Another standout on Fading Frontier is “Duplex Planet,” which is also the shortest song on the album. The track is a sped-up Lana Del Rey song, with a lot louder percussion and a busy harpsichord that is artfully placed in a truly infectious hook. “In your head you will fall asleep/And then you won’t remember me.” So begins the transition into darkness that is much more natural to hear from Deerhunter.
The six-minute, ambient ballad, “Leather and Wood,” impressively showcases Cox’s provocative wordplay and poetic chops in his songwriting. Just as a strung-out, computerized beep bop comes to climax, Cox weeps, “I believe we will find that elusive peace now/I can’t believe there is no hope,” and the beep bop unravels beautifully and melancholic. Enter “Snakeskin,” the faultlessly upbeat, fun, feel-good juxtaposition to follow. “Snakeskin” was the first and strongest single, released back in August. It’s a precise rock song with a pronounced bass groove and very catchy guitar riffs.
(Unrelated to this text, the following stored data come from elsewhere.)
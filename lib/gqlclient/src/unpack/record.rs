use std::collections::HashMap;

use serde_json::{Map, Value};

use super::{UnpackError, UnpackPath};

/// One declared field of a record destination.
#[derive(Debug, Clone, Copy, PartialEq, Eq)]
pub struct Field {
    /// The Rust field identifier.
    pub name: &'static str,
    /// The key expected in the response.
    pub wire: &'static str,
}

impl Field {
    /// Declares a field read from the `wire` key.
    pub const fn new(name: &'static str, wire: &'static str) -> Self {
        Self { name, wire }
    }
}

/// Lookup table from response keys to the declared fields of a record type.
///
/// Built once per record type, see [`record!`](crate::record).
/// Keys are matched against the wire name first, then ignoring ASCII case.
#[derive(Debug, Clone)]
pub struct FieldIndex {
    fields: Vec<Field>,
    exact: HashMap<&'static str, usize>,
    folded: HashMap<String, usize>,
}

impl FieldIndex {
    /// Indexes `fields` by wire name.
    pub fn new(fields: Vec<Field>) -> Self {
        let mut exact = HashMap::with_capacity(fields.len());
        let mut folded = HashMap::with_capacity(fields.len());
        for (position, field) in fields.iter().enumerate() {
            exact.entry(field.wire).or_insert(position);
            folded
                .entry(field.wire.to_ascii_lowercase())
                .or_insert(position);
        }

        Self {
            fields,
            exact,
            folded,
        }
    }

    /// The declared fields, in declaration order.
    pub fn fields(&self) -> &[Field] {
        &self.fields
    }

    /// Finds the field receiving the response `key`.
    pub fn lookup(&self, key: &str) -> Option<&Field> {
        let position = self
            .exact
            .get(key)
            .or_else(|| self.folded.get(&key.to_ascii_lowercase()))?;
        self.fields.get(*position)
    }
}

/// A record-shaped destination: a fixed set of named fields.
///
/// Implement it with the [`record!`](crate::record) macro rather than by hand.
pub trait RecordTarget {
    /// The cached field table of this record type.
    fn field_index(&self) -> &'static FieldIndex;

    /// Unpacks `value` into the field called `name`.
    ///
    /// # Errors
    ///
    /// Fails when `value` does not fit the field type.
    fn unpack_field(
        &mut self,
        name: &str,
        value: &Value,
        path: &mut UnpackPath,
    ) -> Result<(), UnpackError>;

    /// Resets the field called `name` to its zero value.
    fn reset_field(&mut self, name: &str);
}

pub(super) fn unpack_record(
    record: &mut dyn RecordTarget,
    object: &Map<String, Value>,
    path: &mut UnpackPath,
) -> Result<(), UnpackError> {
    let index = record.field_index();
    let mut visited = Vec::with_capacity(object.len());

    for (key, value) in object {
        let Some(field) = index.lookup(key) else {
            return Err(UnpackError::unknown_field(path, key));
        };
        // a folded key loses against the exact key, or an earlier folded one
        if field.wire != key && (object.contains_key(field.wire) || visited.contains(&field.name)) {
            return Err(UnpackError::unknown_field(path, key));
        }

        path.push_key(key);
        let result = if value.is_null() {
            record.reset_field(field.name);
            Ok(())
        } else {
            record.unpack_field(field.name, value, path)
        };
        path.pop();
        result?;

        visited.push(field.name);
    }

    for field in index.fields() {
        if !visited.contains(&field.name) {
            record.reset_field(field.name);
        }
    }

    Ok(())
}

pub(super) fn reset_record(record: &mut dyn RecordTarget) {
    for field in record.field_index().fields() {
        record.reset_field(field.name);
    }
}

/// Declares a record destination for an existing struct.
///
/// Every listed field must implement [`Unpack`](crate::unpack::Unpack).
/// The response key defaults to the field identifier; `field => "wireName"`
/// overrides it. The generated field table is built on first use and shared
/// by every value of the type.
///
/// ```rust
/// use gqlclient::record;
///
/// #[derive(Debug, Default)]
/// struct Repository {
///     name: String,
///     stargazer_count: u32,
///     topics: Vec<String>,
/// }
///
/// record!(Repository {
///     name,
///     stargazer_count => "stargazerCount",
///     topics,
/// });
/// ```
#[macro_export]
macro_rules! record {
    (@wire $field:ident) => {
        ::core::stringify!($field)
    };
    (@wire $field:ident, $wire:literal) => {
        $wire
    };
    ($ty:ty { $($field:ident $(=> $wire:literal)?),* $(,)? }) => {
        impl $crate::unpack::RecordTarget for $ty {
            fn field_index(&self) -> &'static $crate::unpack::FieldIndex {
                static INDEX: ::std::sync::OnceLock<$crate::unpack::FieldIndex> =
                    ::std::sync::OnceLock::new();
                INDEX.get_or_init(|| {
                    $crate::unpack::FieldIndex::new(::std::vec![
                        $(
                            $crate::unpack::Field::new(
                                ::core::stringify!($field),
                                $crate::record!(@wire $field $(, $wire)?),
                            ),
                        )*
                    ])
                })
            }

            #[allow(unused_variables)]
            fn unpack_field(
                &mut self,
                name: &str,
                value: &$crate::Value,
                path: &mut $crate::unpack::UnpackPath,
            ) -> ::core::result::Result<(), $crate::unpack::UnpackError> {
                $(
                    if name == ::core::stringify!($field) {
                        return $crate::unpack::Unpack::unpack(&mut self.$field, value, path);
                    }
                )*
                ::core::result::Result::Ok(())
            }

            #[allow(unused_variables)]
            fn reset_field(&mut self, name: &str) {
                $(
                    if name == ::core::stringify!($field) {
                        $crate::unpack::Unpack::reset(&mut self.$field);
                        return;
                    }
                )*
            }
        }

        impl $crate::unpack::Unpack for $ty {
            fn unpack(
                &mut self,
                value: &$crate::Value,
                path: &mut $crate::unpack::UnpackPath,
            ) -> ::core::result::Result<(), $crate::unpack::UnpackError> {
                $crate::unpack::unpack_target(
                    $crate::unpack::Target::Record(self),
                    ::core::option::Option::Some(value),
                    path,
                )
            }

            fn reset(&mut self) {
                $( $crate::unpack::Unpack::reset(&mut self.$field); )*
            }
        }

        impl $crate::unpack::Destination for $ty {
            fn target(&mut self) -> $crate::unpack::Target<'_> {
                $crate::unpack::Target::Record(self)
            }
        }
    };
}
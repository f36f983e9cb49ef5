use std::future::{Future, IntoFuture};
use std::pin::Pin;
use std::time::{Duration, Instant};

use bytes::Bytes;
use headers::{ContentType, HeaderMapExt};
use http::Method;
use http::header::{ACCEPT, HeaderMap, HeaderName, HeaderValue};
use reqwest::{Body, Request};
use serde::Serialize;
use serde::de::DeserializeOwned;
use tracing::{debug, trace};
use url::Url;

use super::response::decode_json;
use super::{
    Authentication, GraphQlClient, GraphQlClientError, OperationRequest, Outcome, Response,
    Variables, flatten_variables,
};
use crate::unpack::{Destination, unpack};

/// A GraphQL operation ready to be sent.
///
/// Created by [`GraphQlClient::operation`]. Awaiting the call sends it and
/// returns the decoded [`Response`]; [`send`](Self::send) also unpacks `data`
/// into a destination.
///
/// # Example
///
/// ```rust,no_run
/// use std::time::Duration;
/// use gqlclient::{GraphQlClient, record};
/// # use serde_json::json;
///
/// #[derive(Debug, Default)]
/// struct User { id: String, name: String }
/// record!(User { id, name });
///
/// # async fn example() -> Result<(), gqlclient::GraphQlClientError> {
/// let client = GraphQlClient::new("https://api.example.com/graphql")?;
///
/// // Raw response
/// let response = client
///     .operation("query GetUser($id: ID!) { user(id: $id) { id name } }")
///     .with_variables(&json!({ "id": "1" }))?
///     .with_timeout(Duration::from_secs(2))
///     .await?;
///
/// // Unpacked into a record
/// let mut user = User::default();
/// let outcome = client
///     .operation("query GetUser($id: ID!) { user(id: $id) { id name } }")
///     .with_operation_name("GetUser")
///     .with_variables(&json!({ "id": "1" }))?
///     .send(&mut user)
///     .await?;
/// # Ok(())
/// # }
/// ```
#[derive(Debug, Clone)]
pub struct GraphQlCall {
    client: reqwest::Client,
    endpoint: Url,
    headers: HeaderMap,
    authentication: Option<Authentication>,
    timeout: Duration,
    deadline: Option<Instant>,
    request: OperationRequest,
}

impl GraphQlCall {
    pub(in crate::client) fn build(client: &GraphQlClient, query: String) -> Self {
        Self {
            client: client.client.clone(),
            endpoint: client.endpoint.clone(),
            headers: client.headers.clone(),
            authentication: client.authentication.clone(),
            timeout: client.timeout,
            deadline: None,
            request: OperationRequest::new(query),
        }
    }

    /// Sets the variables from any value serializing to a JSON object.
    ///
    /// # Errors
    ///
    /// Returns [`GraphQlClientError::InvalidVariablesShape`] when `variables`
    /// does not serialize to an object, see [`flatten_variables`].
    pub fn with_variables<V>(self, variables: &V) -> Result<Self, GraphQlClientError>
    where
        V: Serialize + ?Sized,
    {
        let variables = flatten_variables(variables)?;
        Ok(self.with_variable_map(variables))
    }

    /// Sets already flattened variables.
    #[must_use]
    pub fn with_variable_map(mut self, variables: Variables) -> Self {
        self.request = self.request.with_variables(variables);
        self
    }

    /// Selects the operation to run when the document holds several.
    #[must_use]
    pub fn with_operation_name(mut self, operation_name: impl Into<String>) -> Self {
        self.request = self.request.with_operation_name(operation_name);
        self
    }

    /// Overrides the client timeout for this call.
    #[must_use]
    pub fn with_timeout(mut self, timeout: Duration) -> Self {
        self.timeout = timeout;
        self
    }

    /// Abandons the call once `deadline` is reached.
    ///
    /// The earliest of the deadline and the timeout wins. A deadline already
    /// in the past fails the call with a timeout.
    #[must_use]
    pub fn with_deadline(mut self, deadline: Instant) -> Self {
        self.deadline = Some(deadline);
        self
    }

    /// Adds a header to this call only.
    ///
    /// # Errors
    ///
    /// Fails when the name or the value is not a valid header.
    pub fn with_header(
        mut self,
        name: impl AsRef<str>,
        value: impl AsRef<str>,
    ) -> Result<Self, GraphQlClientError> {
        let name = HeaderName::from_bytes(name.as_ref().as_bytes())?;
        let value = HeaderValue::from_str(value.as_ref())?;
        self.headers.insert(name, value);
        Ok(self)
    }

    /// The request body that will be sent.
    pub fn request(&self) -> &OperationRequest {
        &self.request
    }

    /// Sends the operation and unpacks `data` into `destination`.
    ///
    /// The destination is populated even when the server reports errors, so
    /// partial results are not lost.
    ///
    /// # Errors
    ///
    /// Returns an error when the round trip fails. Unpack failures are not
    /// errors here, they are reported by the [`Outcome`].
    pub async fn send<D>(self, destination: &mut D) -> Result<Outcome, GraphQlClientError>
    where
        D: Destination + ?Sized,
    {
        let response = self.exchange().await?;
        let unpacked = unpack(response.data.as_ref(), destination);
        Ok(Outcome::new(response, unpacked))
    }

    /// Sends the operation and decodes the whole response body into `R`.
    ///
    /// Lets callers bring their own response envelope, for instance with typed
    /// `data` and `extensions`.
    ///
    /// # Errors
    ///
    /// Returns an error when the round trip fails or the body does not fit `R`.
    pub async fn send_full<R>(self) -> Result<R, GraphQlClientError>
    where
        R: DeserializeOwned,
    {
        let body = self.fetch().await?;
        decode_json(&body)
    }

    async fn exchange(self) -> Result<Response, GraphQlClientError> {
        let body = self.fetch().await?;
        Response::from_slice(&body)
    }

    fn effective_timeout(&self) -> Duration {
        match self.deadline {
            Some(deadline) => deadline
                .saturating_duration_since(Instant::now())
                .min(self.timeout),
            None => self.timeout,
        }
    }

    async fn fetch(self) -> Result<Bytes, GraphQlClientError> {
        let timeout = self.effective_timeout();
        let Self {
            client,
            endpoint,
            headers,
            authentication,
            request: operation,
            ..
        } = self;

        let body = operation.encode()?;
        trace!(length = body.len(), "request body encoded");

        let mut request = Request::new(Method::POST, endpoint);
        *request.timeout_mut() = Some(timeout);

        let req_headers = request.headers_mut();
        req_headers.typed_insert(ContentType::json());
        req_headers.insert(ACCEPT, HeaderValue::from_static("application/json"));
        req_headers.extend(headers);
        // configured credentials win over a raw header of the same name
        if let Some(authentication) = &authentication {
            let (name, value) = authentication.to_header()?;
            req_headers.insert(name, value);
        }

        *request.body_mut() = Some(Body::from(body));

        debug!(
            url = %request.url(),
            operation_name = ?operation.operation_name(),
            ?timeout,
            "sending..."
        );
        let response = client.execute(request).await?;
        let status = response.status();
        debug!(%status, "...receiving");

        if !status.is_success() {
            let body = response
                .bytes()
                .await
                .unwrap_or_else(|error| {
                    Bytes::from(format!("<unable to read response body: {error}>"))
                });
            return Err(GraphQlClientError::HttpStatusError { status, body });
        }

        let body = response.bytes().await?;
        trace!(length = body.len(), "response body read");
        Ok(body)
    }
}

/// Awaiting a [`GraphQlCall`] sends it and returns the decoded [`Response`].
impl IntoFuture for GraphQlCall {
    type Output = Result<Response, GraphQlClientError>;
    type IntoFuture = Pin<Box<dyn Future<Output = Self::Output> + Send>>;

    fn into_future(self) -> Self::IntoFuture {
        Box::pin(self.exchange())
    }
}
use std::fmt;

use base64::Engine;
use http::HeaderValue;
use reqwest::header::{AUTHORIZATION, HeaderName};
use zeroize::{Zeroize, ZeroizeOnDrop};

/// Errors raised when turning an [`Authentication`] into a request header.
#[derive(Debug, Clone, PartialEq, Eq, derive_more::Error, derive_more::Display)]
pub enum AuthenticationError {
    /// Bearer token contains characters not allowed in a header.
    #[display("Bearer token contains invalid characters: {message}")]
    InvalidBearerToken {
        /// Why the header value was rejected.
        message: String,
    },

    /// Basic authentication username cannot be encoded.
    #[display("Basic auth username is invalid: {message}")]
    InvalidUsername {
        /// Why the username was rejected.
        message: String,
    },

    /// Basic authentication credentials do not form a valid header.
    #[display("Basic auth password contains invalid characters: {message}")]
    InvalidPassword {
        /// Why the header value was rejected.
        message: String,
    },

    /// API key header name is invalid.
    #[display("Invalid API key header name '{header_name}': {message}")]
    InvalidHeaderName {
        /// The rejected header name.
        header_name: String,
        /// Why the header name was rejected.
        message: String,
    },

    /// API key contains characters not allowed in a header.
    #[display("API key contains invalid characters: {message}")]
    InvalidApiKey {
        /// Why the header value was rejected.
        message: String,
    },
}

/// A secret string cleared from memory on drop and masked when printed.
#[derive(Clone, PartialEq, Eq, Zeroize, ZeroizeOnDrop)]
pub struct SecureString(String);

impl SecureString {
    /// Wraps a secret value.
    pub fn new(value: String) -> Self {
        Self(value)
    }

    /// The secret value. Avoid keeping the reference around.
    pub fn as_str(&self) -> &str {
        &self.0
    }

    fn masked(&self) -> String {
        let value = &self.0;
        let count = value.chars().count();
        if count <= 8 {
            return "***".to_string();
        }
        let head: String = value.chars().take(4).collect();
        let tail: String = value.chars().skip(count - 4).collect();
        format!("{head}...{tail}")
    }
}

impl fmt::Debug for SecureString {
    fn fmt(&self, f: &mut fmt::Formatter<'_>) -> fmt::Result {
        f.debug_tuple("SecureString").field(&"[REDACTED]").finish()
    }
}

impl fmt::Display for SecureString {
    fn fmt(&self, f: &mut fmt::Formatter<'_>) -> fmt::Result {
        f.write_str(&self.masked())
    }
}

impl From<String> for SecureString {
    fn from(value: String) -> Self {
        Self::new(value)
    }
}

impl From<&str> for SecureString {
    fn from(value: &str) -> Self {
        Self::new(value.to_string())
    }
}

/// Credentials attached to every request sent by a client.
///
/// ```rust
/// use gqlclient::{Authentication, GraphQlClient};
///
/// # fn example() -> Result<(), gqlclient::GraphQlClientError> {
/// let client = GraphQlClient::builder()
///     .with_endpoint("https://api.example.com/graphql")?
///     .with_authentication(Authentication::Bearer("my-token".into()))
///     .build()?;
/// # Ok(())
/// # }
/// ```
#[derive(Clone)]
pub enum Authentication {
    /// `Authorization: Bearer <token>`.
    Bearer(SecureString),

    /// `Authorization: Basic <base64(username:password)>`.
    Basic {
        /// The username, must not contain `:`.
        username: String,
        /// The password.
        password: SecureString,
    },

    /// `<header_name>: <key>`.
    ApiKey {
        /// The header carrying the key.
        header_name: String,
        /// The key.
        key: SecureString,
    },
}

impl Authentication {
    /// Builds the header carrying these credentials.
    ///
    /// # Errors
    ///
    /// Fails when the credentials cannot be represented as an HTTP header.
    pub fn to_header(&self) -> Result<(HeaderName, HeaderValue), AuthenticationError> {
        match self {
            Self::Bearer(token) => {
                let mut value = HeaderValue::from_str(&format!("Bearer {}", token.as_str()))
                    .map_err(|error| AuthenticationError::InvalidBearerToken {
                        message: error.to_string(),
                    })?;
                value.set_sensitive(true);
                Ok((AUTHORIZATION, value))
            }

            Self::Basic { username, password } => {
                if username.contains(':') {
                    return Err(AuthenticationError::InvalidUsername {
                        message: "username cannot contain ':'".to_string(),
                    });
                }
                let credentials = base64::engine::general_purpose::STANDARD
                    .encode(format!("{username}:{}", password.as_str()));
                let mut value = HeaderValue::from_str(&format!("Basic {credentials}")).map_err(
                    |error| AuthenticationError::InvalidPassword {
                        message: error.to_string(),
                    },
                )?;
                value.set_sensitive(true);
                Ok((AUTHORIZATION, value))
            }

            Self::ApiKey { header_name, key } => {
                let name = HeaderName::from_bytes(header_name.as_bytes()).map_err(|error| {
                    AuthenticationError::InvalidHeaderName {
                        header_name: header_name.clone(),
                        message: error.to_string(),
                    }
                })?;
                let mut value = HeaderValue::from_str(key.as_str()).map_err(|error| {
                    AuthenticationError::InvalidApiKey {
                        message: error.to_string(),
                    }
                })?;
                value.set_sensitive(true);
                Ok((name, value))
            }
        }
    }
}

impl fmt::Debug for Authentication {
    fn fmt(&self, f: &mut fmt::Formatter<'_>) -> fmt::Result {
        match self {
            Self::Bearer(_) => f.debug_tuple("Bearer").field(&"[REDACTED]").finish(),
            Self::Basic { username, .. } => f
                .debug_struct("Basic")
                .field("username", username)
                .field("password", &"[REDACTED]")
                .finish(),
            Self::ApiKey { header_name, .. } => f
                .debug_struct("ApiKey")
                .field("header_name", header_name)
                .field("key", &"[REDACTED]")
                .finish(),
        }
    }
}

impl fmt::Display for Authentication {
    fn fmt(&self, f: &mut fmt::Formatter<'_>) -> fmt::Result {
        match self {
            Self::Bearer(token) => write!(f, "Bearer {token}"),
            Self::Basic { username, .. } => write!(f, "Basic (username: {username})"),
            Self::ApiKey { header_name, key } => write!(f, "ApiKey ({header_name}: {key})"),
        }
    }
}
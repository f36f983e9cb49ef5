use super::{GraphQlClientError, GraphQlError, Response};
use crate::unpack::UnpackError;

/// How a [`GraphQlClient::send`](super::GraphQlClient::send) call went.
#[derive(Debug, Clone, Copy, PartialEq, Eq)]
pub enum OutcomeKind {
    /// No server error, destination fully populated.
    Complete,
    /// The server reported errors, whatever data it sent was unpacked.
    ServerErrors,
    /// The server reported no error but `data` did not fit the destination.
    UnpackFailed,
    /// The server reported errors and `data` did not fit the destination.
    ServerErrorsAndUnpackFailed,
}

/// The response of a round trip together with the result of unpacking its `data`.
///
/// Server errors and unpack failures are kept apart, so callers can tell
/// "the server reported errors" from "local decoding failed" from both.
///
/// ```rust,no_run
/// use gqlclient::{GraphQlClient, OutcomeKind, record};
/// # use serde_json::json;
///
/// #[derive(Debug, Default)]
/// struct Viewer { login: String }
/// record!(Viewer { login });
///
/// # async fn example() -> Result<(), gqlclient::GraphQlClientError> {
/// let client = GraphQlClient::new("https://api.example.com/graphql")?;
/// let mut viewer = Viewer::default();
/// let outcome = client.send(&mut viewer, "{ login }", &json!({})).await?;
///
/// match outcome.kind() {
///     OutcomeKind::Complete => {}
///     OutcomeKind::ServerErrors => eprintln!("partial: {:?}", outcome.errors()),
///     OutcomeKind::UnpackFailed | OutcomeKind::ServerErrorsAndUnpackFailed => {
///         eprintln!("schema drift: {:?}", outcome.unpack_error());
///     }
/// }
/// # Ok(())
/// # }
/// ```
#[derive(Debug, Clone)]
pub struct Outcome {
    response: Response,
    unpacked: Result<(), UnpackError>,
}

impl Outcome {
    pub(crate) fn new(response: Response, unpacked: Result<(), UnpackError>) -> Self {
        Self { response, unpacked }
    }

    /// The decoded response.
    pub fn response(&self) -> &Response {
        &self.response
    }

    /// The errors reported by the server.
    pub fn errors(&self) -> &[GraphQlError] {
        self.response.errors()
    }

    /// The unpack failure, if any.
    pub fn unpack_error(&self) -> Option<&UnpackError> {
        self.unpacked.as_ref().err()
    }

    /// Classifies the outcome.
    pub fn kind(&self) -> OutcomeKind {
        match (self.response.has_errors(), self.unpacked.is_err()) {
            (false, false) => OutcomeKind::Complete,
            (true, false) => OutcomeKind::ServerErrors,
            (false, true) => OutcomeKind::UnpackFailed,
            (true, true) => OutcomeKind::ServerErrorsAndUnpackFailed,
        }
    }

    /// Splits into the response and the unpack result.
    pub fn into_parts(self) -> (Response, Result<(), UnpackError>) {
        (self.response, self.unpacked)
    }

    /// Drops the response, keeping the unpack result.
    ///
    /// # Errors
    ///
    /// Returns [`GraphQlClientError::Unpack`] when unpacking failed. Server
    /// errors are not turned into a local error.
    pub fn into_result(self) -> Result<Response, GraphQlClientError> {
        self.unpacked?;
        Ok(self.response)
    }
}
use std::fmt;

use bytes::Bytes;

use serde::de::DeserializeOwned;
use serde::{Deserialize, Serialize};
use serde_json::Value;

use super::{GraphQlClientError, Variables};

/// The JSON body of a GraphQL response.
///
/// `data` and `errors` are independent: a server may return both when only
/// part of the operation failed. Unknown top-level members are ignored.
#[derive(Debug, Clone, Default, PartialEq, Serialize, Deserialize)]
pub struct Response {
    /// The operation result, absent when the server sent none or `null`.
    #[serde(default, skip_serializing_if = "Option::is_none")]
    pub data: Option<Value>,

    /// Errors reported by the server.
    #[serde(default, skip_serializing_if = "Option::is_none")]
    pub errors: Option<Vec<GraphQlError>>,

    /// Server-specific metadata.
    #[serde(default, skip_serializing_if = "Option::is_none")]
    pub extensions: Option<Variables>,
}

impl Response {
    /// Parses a response body.
    ///
    /// # Errors
    ///
    /// Returns [`GraphQlClientError::DecodeError`] with the raw body when it is
    /// not a GraphQL response.
    pub fn from_slice(body: &[u8]) -> Result<Self, GraphQlClientError> {
        decode_json(body)
    }

    /// The errors reported by the server, empty when there are none.
    pub fn errors(&self) -> &[GraphQlError] {
        self.errors.as_deref().unwrap_or_default()
    }

    /// Returns `true` when the server reported at least one error.
    pub fn has_errors(&self) -> bool {
        !self.errors().is_empty()
    }
}

/// One entry of the `errors` list of a response.
#[derive(Debug, Clone, PartialEq, Serialize, Deserialize, derive_more::Display)]
#[display("{message}")]
pub struct GraphQlError {
    /// Description of the error.
    pub message: String,

    /// Positions in the query document the error relates to.
    #[serde(default, skip_serializing_if = "Option::is_none")]
    pub locations: Option<Vec<Location>>,

    /// Path of the response field that failed.
    #[serde(default, skip_serializing_if = "Option::is_none")]
    pub path: Option<Vec<PathSegment>>,

    /// Server-specific details, such as an error code.
    #[serde(default, skip_serializing_if = "Option::is_none")]
    pub extensions: Option<Variables>,
}

impl GraphQlError {
    /// Creates an error with only a message.
    pub fn new(message: impl Into<String>) -> Self {
        Self {
            message: message.into(),
            locations: None,
            path: None,
            extensions: None,
        }
    }
}

/// A line and column in the query document, both starting at 1.
#[derive(Debug, Clone, Copy, PartialEq, Eq, Serialize, Deserialize)]
pub struct Location {
    /// Line number.
    pub line: u32,
    /// Column number.
    pub column: u32,
}

/// One step of a [`GraphQlError`] path.
#[derive(Debug, Clone, PartialEq, Eq, Serialize, Deserialize)]
#[serde(untagged)]
pub enum PathSegment {
    /// A field name or alias.
    Key(String),
    /// A list index.
    Index(u64),
}

impl fmt::Display for PathSegment {
    fn fmt(&self, f: &mut fmt::Formatter<'_>) -> fmt::Result {
        match self {
            Self::Key(key) => f.write_str(key),
            Self::Index(index) => write!(f, "{index}"),
        }
    }
}

/// Parses `body` as JSON, reporting failures with their location and the raw body.
pub(crate) fn decode_json<T>(body: &[u8]) -> Result<T, GraphQlClientError>
where
    T: DeserializeOwned,
{
    let failure = |path: String, error: serde_json::Error| GraphQlClientError::DecodeError {
        path,
        error,
        body: Bytes::copy_from_slice(body),
    };

    let mut deserializer = serde_json::Deserializer::from_slice(body);
    let value = serde_path_to_error::deserialize(&mut deserializer)
        .map_err(|error| failure(error.path().to_string(), error.into_inner()))?;
    deserializer
        .end()
        .map_err(|error| failure(String::from("."), error))?;

    Ok(value)
}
Fading Frontier is the most accessible Deerhunter album to date. Accessible does not mean stripped or cheapened, rather, this record is a comprehensive collection that perfectly bridges the psychedelic and the standard. Bradford Cox’s ambitious intention to create a good-sounding lethargic album was executed very well. Though it lacks consistency and is repetitive at times, Fading Frontier is a great bring-on-the-changing-leaves album, solidifying Deerhunter as cult favorites.